Whenever the string "tests" turns up in a line of the data below, copy that line.
▬▬▬
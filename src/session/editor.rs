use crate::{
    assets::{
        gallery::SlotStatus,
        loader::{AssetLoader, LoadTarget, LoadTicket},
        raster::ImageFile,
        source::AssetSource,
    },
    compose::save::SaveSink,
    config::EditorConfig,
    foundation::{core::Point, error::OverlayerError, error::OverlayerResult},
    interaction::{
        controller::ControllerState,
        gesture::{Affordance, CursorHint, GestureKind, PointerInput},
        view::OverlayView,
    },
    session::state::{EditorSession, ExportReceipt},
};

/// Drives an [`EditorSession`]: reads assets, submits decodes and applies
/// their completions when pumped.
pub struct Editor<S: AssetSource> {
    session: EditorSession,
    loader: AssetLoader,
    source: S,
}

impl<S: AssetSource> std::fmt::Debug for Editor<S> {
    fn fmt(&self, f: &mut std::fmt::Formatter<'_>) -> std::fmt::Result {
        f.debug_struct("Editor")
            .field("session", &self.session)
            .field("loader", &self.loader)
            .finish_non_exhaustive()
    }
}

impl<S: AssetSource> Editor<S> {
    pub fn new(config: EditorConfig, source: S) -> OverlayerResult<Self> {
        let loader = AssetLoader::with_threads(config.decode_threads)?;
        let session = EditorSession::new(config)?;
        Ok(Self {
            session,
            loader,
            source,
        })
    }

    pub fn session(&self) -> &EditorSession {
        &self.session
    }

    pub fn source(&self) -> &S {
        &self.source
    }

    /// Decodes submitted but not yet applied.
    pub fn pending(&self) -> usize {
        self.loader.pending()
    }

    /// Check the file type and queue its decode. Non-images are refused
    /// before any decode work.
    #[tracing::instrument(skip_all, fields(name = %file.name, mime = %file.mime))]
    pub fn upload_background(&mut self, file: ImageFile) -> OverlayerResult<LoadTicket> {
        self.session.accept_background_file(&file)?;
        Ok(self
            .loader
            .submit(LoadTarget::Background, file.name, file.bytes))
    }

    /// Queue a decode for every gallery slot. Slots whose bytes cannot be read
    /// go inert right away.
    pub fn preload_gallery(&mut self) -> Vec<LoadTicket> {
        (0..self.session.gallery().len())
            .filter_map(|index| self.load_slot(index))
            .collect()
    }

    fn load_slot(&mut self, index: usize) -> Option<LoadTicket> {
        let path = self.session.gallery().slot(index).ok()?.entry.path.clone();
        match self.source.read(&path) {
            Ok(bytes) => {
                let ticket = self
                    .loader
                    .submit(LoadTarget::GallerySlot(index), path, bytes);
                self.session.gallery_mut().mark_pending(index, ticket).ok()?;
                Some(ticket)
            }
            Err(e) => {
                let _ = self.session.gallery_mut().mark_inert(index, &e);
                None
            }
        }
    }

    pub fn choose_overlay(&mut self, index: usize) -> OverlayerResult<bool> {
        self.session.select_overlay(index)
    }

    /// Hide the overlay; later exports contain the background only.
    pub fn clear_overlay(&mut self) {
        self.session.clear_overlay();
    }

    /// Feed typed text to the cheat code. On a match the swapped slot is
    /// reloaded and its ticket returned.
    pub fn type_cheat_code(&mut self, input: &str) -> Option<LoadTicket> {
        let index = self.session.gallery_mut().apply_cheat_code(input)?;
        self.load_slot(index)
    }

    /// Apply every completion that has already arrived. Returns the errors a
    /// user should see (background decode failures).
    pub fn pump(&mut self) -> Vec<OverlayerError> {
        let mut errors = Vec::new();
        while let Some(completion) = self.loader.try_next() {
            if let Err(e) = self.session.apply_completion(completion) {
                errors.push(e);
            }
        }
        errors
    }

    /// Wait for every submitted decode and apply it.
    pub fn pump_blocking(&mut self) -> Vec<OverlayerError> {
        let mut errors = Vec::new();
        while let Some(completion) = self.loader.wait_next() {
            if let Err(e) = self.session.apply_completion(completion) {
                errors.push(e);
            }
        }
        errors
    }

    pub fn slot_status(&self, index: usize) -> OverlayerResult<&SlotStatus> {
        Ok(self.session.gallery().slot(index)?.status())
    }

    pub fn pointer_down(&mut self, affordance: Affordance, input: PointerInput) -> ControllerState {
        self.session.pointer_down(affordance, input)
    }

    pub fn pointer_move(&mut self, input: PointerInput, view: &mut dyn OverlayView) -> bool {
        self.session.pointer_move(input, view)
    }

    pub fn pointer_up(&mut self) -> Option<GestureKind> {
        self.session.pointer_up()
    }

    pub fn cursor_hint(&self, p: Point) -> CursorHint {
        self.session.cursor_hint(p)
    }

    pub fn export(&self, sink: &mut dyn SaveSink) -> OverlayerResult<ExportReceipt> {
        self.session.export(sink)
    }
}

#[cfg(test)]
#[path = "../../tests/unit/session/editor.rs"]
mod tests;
▬▬▬
> Answer to this exercise
#[path = "../../tests/unit/session/editor.rs"]
mod tests;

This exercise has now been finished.